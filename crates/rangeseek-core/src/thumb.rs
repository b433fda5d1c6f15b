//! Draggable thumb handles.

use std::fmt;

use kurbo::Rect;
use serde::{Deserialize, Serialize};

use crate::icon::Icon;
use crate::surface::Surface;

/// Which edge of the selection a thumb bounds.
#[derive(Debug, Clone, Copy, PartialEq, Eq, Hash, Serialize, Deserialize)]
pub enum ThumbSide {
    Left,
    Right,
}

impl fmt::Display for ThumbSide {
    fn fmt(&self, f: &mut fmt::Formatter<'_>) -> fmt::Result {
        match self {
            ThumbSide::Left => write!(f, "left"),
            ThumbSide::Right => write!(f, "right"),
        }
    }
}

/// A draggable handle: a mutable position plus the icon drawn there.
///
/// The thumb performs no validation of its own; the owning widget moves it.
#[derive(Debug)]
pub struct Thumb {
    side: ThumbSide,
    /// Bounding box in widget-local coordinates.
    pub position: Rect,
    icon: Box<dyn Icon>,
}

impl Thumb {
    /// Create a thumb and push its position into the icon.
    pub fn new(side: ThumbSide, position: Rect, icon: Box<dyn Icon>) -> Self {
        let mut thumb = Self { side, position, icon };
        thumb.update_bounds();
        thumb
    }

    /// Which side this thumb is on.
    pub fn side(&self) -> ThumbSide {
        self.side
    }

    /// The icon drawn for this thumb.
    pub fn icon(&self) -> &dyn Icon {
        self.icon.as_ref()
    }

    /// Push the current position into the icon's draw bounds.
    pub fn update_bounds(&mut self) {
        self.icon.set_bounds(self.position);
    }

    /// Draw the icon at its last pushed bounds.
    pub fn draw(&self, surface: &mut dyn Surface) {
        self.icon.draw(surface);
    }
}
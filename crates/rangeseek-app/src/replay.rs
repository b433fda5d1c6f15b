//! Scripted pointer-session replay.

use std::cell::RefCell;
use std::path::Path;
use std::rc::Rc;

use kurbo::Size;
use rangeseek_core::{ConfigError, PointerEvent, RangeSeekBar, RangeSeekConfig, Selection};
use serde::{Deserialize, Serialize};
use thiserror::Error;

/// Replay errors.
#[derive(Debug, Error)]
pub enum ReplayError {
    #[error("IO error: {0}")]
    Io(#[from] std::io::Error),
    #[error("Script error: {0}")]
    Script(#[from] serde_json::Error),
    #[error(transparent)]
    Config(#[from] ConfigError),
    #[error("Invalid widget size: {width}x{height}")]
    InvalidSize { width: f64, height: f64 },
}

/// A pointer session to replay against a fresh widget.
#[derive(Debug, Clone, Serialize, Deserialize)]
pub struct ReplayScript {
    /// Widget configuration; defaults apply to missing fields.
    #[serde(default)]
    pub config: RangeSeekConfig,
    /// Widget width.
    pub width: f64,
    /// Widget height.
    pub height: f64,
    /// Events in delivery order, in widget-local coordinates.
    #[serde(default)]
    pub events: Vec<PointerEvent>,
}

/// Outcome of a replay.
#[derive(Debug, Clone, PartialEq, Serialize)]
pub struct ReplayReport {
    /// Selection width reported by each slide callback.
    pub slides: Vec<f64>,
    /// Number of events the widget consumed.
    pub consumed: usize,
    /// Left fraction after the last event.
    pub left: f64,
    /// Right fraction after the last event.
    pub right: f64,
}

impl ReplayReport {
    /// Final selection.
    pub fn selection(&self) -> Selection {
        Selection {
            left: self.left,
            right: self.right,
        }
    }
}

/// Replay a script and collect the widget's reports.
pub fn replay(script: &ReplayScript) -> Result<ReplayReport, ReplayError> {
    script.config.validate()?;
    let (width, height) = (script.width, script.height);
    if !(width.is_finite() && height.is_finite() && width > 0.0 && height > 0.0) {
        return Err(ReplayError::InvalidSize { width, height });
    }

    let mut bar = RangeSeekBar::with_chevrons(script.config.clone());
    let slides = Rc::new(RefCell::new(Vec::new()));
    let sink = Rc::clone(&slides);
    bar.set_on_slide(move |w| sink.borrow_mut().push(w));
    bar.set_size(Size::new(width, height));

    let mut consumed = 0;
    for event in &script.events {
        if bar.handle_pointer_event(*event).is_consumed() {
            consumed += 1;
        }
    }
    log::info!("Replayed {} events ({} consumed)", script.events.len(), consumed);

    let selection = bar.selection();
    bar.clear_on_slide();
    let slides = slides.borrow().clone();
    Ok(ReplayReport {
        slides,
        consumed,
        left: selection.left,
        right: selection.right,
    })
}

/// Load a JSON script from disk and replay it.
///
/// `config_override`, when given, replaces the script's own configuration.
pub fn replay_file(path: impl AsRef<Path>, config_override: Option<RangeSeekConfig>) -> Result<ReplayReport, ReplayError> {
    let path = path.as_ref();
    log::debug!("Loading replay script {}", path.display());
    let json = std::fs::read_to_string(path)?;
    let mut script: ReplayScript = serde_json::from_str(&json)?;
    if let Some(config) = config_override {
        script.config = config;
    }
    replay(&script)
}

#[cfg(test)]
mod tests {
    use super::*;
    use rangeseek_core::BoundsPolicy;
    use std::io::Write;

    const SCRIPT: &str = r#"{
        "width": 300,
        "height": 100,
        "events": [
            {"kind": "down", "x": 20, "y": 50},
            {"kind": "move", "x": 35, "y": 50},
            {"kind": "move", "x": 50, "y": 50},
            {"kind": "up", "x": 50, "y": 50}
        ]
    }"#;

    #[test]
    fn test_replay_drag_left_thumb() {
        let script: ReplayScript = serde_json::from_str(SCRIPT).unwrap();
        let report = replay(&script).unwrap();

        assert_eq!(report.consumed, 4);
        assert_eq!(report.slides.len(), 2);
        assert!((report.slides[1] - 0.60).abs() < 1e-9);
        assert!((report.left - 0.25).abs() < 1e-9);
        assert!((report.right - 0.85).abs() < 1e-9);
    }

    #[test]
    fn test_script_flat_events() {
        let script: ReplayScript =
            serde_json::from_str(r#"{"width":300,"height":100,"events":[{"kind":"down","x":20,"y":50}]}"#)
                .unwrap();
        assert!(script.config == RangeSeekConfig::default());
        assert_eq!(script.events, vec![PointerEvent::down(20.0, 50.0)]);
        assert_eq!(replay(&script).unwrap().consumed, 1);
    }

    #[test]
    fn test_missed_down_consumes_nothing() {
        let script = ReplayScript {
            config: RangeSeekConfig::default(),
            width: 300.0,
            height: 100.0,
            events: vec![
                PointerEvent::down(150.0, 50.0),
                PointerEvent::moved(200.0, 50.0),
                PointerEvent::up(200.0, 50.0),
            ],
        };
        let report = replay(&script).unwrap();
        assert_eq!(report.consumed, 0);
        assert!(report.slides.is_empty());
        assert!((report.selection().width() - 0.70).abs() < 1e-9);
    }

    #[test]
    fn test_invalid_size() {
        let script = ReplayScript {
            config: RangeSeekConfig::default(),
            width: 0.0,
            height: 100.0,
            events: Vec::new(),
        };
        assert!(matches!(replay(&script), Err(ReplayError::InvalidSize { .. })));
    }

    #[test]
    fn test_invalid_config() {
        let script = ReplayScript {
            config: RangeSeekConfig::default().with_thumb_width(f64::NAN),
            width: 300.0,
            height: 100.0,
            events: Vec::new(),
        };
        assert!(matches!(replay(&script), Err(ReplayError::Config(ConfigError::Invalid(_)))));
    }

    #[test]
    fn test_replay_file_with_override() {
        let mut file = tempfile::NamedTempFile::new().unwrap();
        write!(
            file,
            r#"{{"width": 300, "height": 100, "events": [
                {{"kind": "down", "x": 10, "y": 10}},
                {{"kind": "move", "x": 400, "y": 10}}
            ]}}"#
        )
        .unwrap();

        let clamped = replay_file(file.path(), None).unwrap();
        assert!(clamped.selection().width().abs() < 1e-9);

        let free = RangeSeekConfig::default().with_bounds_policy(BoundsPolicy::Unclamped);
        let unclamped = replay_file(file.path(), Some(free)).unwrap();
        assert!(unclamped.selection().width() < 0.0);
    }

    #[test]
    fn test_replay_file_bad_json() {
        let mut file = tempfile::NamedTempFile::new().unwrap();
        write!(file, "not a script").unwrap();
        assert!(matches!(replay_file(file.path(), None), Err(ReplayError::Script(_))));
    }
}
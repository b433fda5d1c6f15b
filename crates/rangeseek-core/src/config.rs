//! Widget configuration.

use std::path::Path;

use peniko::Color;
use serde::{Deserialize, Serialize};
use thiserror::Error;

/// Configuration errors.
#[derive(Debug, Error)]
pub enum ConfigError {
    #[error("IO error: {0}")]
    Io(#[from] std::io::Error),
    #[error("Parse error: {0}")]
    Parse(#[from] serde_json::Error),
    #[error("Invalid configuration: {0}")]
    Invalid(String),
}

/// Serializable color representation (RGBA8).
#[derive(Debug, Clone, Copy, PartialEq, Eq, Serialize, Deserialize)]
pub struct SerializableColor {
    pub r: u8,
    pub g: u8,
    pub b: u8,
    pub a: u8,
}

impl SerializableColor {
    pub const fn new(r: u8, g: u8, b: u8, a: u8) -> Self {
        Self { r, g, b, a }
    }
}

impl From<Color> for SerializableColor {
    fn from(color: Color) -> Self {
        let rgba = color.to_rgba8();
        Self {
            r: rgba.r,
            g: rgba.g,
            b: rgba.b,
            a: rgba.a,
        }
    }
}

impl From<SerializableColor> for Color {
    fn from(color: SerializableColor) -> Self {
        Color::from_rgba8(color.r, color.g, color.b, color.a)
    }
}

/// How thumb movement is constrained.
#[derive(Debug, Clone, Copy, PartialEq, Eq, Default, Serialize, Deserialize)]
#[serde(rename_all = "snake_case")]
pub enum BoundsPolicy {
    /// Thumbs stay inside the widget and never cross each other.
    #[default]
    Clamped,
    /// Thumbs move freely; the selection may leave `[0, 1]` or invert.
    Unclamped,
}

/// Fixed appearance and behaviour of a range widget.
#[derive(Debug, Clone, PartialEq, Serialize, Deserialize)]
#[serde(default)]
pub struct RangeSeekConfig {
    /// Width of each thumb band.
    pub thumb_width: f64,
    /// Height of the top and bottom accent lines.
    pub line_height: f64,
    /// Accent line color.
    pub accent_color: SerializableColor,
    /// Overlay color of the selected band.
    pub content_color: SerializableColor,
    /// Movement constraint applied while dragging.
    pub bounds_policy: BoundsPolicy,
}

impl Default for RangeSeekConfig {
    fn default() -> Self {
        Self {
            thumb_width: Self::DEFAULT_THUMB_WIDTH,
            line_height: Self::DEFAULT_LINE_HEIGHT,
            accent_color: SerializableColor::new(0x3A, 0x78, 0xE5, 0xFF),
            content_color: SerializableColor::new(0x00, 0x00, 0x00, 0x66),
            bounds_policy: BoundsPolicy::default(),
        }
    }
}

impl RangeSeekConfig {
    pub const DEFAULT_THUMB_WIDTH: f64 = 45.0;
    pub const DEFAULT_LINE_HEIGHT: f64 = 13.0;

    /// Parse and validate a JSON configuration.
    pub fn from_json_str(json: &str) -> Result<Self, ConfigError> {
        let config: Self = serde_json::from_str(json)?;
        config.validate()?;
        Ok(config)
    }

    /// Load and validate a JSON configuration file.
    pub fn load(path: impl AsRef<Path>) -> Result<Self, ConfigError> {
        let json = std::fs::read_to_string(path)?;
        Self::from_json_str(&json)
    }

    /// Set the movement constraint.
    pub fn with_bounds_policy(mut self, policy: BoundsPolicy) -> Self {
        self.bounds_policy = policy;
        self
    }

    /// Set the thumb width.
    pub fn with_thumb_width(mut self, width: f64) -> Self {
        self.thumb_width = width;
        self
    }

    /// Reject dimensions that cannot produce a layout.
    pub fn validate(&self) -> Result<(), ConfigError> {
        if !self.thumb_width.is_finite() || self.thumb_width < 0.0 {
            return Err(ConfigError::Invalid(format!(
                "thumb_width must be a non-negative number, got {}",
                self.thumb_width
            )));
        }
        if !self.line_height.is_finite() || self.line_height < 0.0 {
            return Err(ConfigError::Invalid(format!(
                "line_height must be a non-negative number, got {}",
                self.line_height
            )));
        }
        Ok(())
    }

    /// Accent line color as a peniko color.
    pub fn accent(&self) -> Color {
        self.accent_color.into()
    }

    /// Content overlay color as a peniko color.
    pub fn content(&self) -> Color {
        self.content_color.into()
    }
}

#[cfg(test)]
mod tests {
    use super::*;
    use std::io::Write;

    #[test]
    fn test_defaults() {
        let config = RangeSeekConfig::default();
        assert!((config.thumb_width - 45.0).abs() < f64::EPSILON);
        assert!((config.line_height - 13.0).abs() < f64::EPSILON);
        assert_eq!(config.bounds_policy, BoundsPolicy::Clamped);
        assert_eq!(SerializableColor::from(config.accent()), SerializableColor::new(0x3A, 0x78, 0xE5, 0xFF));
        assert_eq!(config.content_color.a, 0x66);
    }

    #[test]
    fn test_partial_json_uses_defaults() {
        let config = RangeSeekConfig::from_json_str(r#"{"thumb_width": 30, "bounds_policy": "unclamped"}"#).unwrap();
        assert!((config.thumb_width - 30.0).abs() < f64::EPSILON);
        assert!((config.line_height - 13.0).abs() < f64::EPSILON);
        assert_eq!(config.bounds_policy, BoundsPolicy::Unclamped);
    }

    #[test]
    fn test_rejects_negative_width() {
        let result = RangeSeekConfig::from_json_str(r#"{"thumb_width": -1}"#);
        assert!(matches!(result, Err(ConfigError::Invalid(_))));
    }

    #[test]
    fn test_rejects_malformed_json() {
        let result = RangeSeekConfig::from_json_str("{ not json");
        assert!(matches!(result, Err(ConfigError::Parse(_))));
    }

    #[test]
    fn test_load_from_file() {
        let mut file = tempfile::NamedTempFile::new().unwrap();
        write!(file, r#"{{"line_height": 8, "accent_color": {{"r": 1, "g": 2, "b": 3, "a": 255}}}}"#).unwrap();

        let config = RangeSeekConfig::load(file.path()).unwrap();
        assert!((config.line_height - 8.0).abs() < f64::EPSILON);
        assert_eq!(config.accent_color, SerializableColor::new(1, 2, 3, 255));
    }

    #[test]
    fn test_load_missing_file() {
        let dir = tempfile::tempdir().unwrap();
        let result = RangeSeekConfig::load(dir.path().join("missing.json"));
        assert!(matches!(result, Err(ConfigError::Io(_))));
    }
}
====
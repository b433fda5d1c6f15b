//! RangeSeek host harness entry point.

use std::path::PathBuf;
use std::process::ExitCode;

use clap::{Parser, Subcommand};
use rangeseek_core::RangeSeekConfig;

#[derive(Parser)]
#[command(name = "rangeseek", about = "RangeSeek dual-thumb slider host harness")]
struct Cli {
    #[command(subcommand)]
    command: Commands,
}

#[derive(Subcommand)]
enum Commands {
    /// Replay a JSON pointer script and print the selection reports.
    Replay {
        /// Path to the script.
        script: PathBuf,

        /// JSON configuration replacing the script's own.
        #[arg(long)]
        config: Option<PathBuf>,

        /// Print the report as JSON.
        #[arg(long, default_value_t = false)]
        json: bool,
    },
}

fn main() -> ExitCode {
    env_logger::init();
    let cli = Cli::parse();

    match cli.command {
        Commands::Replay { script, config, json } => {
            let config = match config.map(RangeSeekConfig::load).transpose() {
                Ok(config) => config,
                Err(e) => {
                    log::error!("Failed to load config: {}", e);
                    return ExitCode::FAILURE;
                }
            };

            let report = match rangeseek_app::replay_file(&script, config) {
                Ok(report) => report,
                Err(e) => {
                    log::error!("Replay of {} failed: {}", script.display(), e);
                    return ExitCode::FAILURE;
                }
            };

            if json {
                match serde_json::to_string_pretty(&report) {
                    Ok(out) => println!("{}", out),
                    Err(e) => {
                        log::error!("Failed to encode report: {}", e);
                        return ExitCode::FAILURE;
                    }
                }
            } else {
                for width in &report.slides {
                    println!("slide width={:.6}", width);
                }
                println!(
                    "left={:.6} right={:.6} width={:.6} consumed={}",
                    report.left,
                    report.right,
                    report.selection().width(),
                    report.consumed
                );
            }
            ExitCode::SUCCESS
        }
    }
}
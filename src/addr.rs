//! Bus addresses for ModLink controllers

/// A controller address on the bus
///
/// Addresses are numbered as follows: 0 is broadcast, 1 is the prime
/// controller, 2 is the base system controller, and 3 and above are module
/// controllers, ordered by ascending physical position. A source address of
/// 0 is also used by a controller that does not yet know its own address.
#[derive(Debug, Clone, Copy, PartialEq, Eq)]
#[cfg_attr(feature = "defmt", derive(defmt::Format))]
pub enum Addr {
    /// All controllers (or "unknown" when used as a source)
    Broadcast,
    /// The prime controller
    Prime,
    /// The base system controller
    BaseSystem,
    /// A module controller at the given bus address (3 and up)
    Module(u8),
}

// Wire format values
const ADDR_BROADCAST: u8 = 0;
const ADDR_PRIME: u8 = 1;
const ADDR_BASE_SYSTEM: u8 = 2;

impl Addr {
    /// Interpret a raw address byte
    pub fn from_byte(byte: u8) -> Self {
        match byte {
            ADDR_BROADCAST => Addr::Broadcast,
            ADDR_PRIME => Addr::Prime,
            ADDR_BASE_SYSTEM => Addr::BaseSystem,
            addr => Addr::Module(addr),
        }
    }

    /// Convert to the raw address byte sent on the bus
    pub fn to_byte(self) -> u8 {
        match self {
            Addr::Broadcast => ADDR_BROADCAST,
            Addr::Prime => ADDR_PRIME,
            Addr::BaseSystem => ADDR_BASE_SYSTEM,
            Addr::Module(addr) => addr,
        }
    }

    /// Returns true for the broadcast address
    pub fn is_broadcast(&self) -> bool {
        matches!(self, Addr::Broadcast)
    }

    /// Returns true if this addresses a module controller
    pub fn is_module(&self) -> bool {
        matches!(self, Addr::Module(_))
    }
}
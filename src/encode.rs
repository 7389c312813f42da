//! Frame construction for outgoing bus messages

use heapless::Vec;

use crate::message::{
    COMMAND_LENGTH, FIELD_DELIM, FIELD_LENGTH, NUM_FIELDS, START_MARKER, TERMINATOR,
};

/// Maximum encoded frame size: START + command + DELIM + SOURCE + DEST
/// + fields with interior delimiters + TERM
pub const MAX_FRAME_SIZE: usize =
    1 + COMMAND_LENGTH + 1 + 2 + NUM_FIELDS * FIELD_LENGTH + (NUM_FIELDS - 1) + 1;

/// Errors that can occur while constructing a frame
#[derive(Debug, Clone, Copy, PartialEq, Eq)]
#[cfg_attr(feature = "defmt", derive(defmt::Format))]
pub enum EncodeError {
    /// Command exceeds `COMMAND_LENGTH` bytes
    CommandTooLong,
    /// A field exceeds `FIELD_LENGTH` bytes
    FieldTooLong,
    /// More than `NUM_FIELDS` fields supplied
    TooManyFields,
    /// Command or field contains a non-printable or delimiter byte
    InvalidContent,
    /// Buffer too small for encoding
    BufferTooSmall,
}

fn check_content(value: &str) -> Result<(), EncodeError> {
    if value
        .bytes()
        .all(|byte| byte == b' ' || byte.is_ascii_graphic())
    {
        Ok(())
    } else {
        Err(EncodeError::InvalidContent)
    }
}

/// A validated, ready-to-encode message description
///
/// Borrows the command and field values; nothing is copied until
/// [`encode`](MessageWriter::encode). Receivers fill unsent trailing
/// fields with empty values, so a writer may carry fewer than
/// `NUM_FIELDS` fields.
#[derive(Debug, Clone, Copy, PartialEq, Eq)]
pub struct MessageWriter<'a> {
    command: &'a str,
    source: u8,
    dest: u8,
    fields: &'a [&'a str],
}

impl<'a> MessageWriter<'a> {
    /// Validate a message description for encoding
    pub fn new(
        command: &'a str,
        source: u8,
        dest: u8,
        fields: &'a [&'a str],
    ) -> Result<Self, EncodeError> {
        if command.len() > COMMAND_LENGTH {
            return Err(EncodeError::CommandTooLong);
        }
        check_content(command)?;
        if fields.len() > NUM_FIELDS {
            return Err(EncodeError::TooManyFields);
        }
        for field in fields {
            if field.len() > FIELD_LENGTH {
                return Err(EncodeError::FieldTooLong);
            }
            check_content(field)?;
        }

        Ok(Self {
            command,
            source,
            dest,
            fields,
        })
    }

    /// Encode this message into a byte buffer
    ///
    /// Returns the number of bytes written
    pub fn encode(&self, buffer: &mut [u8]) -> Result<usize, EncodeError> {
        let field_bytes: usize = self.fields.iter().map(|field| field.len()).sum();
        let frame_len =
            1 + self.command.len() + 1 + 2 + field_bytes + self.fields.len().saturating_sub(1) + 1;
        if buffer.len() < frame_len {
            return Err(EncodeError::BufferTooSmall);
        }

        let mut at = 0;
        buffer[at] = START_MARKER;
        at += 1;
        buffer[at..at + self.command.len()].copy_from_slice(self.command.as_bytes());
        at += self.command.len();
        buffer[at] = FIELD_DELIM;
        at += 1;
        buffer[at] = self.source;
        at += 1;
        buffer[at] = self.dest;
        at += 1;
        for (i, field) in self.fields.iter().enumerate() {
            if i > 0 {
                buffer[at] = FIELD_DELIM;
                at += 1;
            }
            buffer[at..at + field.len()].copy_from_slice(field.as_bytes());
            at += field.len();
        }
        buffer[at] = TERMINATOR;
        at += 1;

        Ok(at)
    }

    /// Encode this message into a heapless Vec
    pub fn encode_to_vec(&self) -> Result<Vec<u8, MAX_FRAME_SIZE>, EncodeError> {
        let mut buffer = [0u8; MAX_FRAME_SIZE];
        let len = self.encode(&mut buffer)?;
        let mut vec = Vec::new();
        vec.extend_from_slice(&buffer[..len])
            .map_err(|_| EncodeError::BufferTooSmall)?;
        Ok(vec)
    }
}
====
### EXERCISE REQUIREMENTS
Within the material above, transcribe exactly the lines that run from the line holding "filename crates/rangeseek-core/src/thumb.rs" through the line holding "pub struct Thumb".

### EXERCISE RESULT
filename crates/rangeseek-core/src/thumb.rs
repository b433fda5d1c6f15b
//! Draggable thumb handles.

use std::fmt;

use kurbo::Rect;
use serde::{Deserialize, Serialize};

use crate::icon::Icon;
use crate::surface::Surface;

/// Which edge of the selection a thumb bounds.
#[derive(Debug, Clone, Copy, PartialEq, Eq, Hash, Serialize, Deserialize)]
pub enum ThumbSide {
    Left,
    Right,
}

impl fmt::Display for ThumbSide {
    fn fmt(&self, f: &mut fmt::Formatter<'_>) -> fmt::Result {
        match self {
            ThumbSide::Left => write!(f, "left"),
            ThumbSide::Right => write!(f, "right"),
        }
    }
}

/// A draggable handle: a mutable position plus the icon drawn there.
///
/// The thumb performs no validation of its own; the owning widget moves it.
#[derive(Debug)]
pub struct Thumb {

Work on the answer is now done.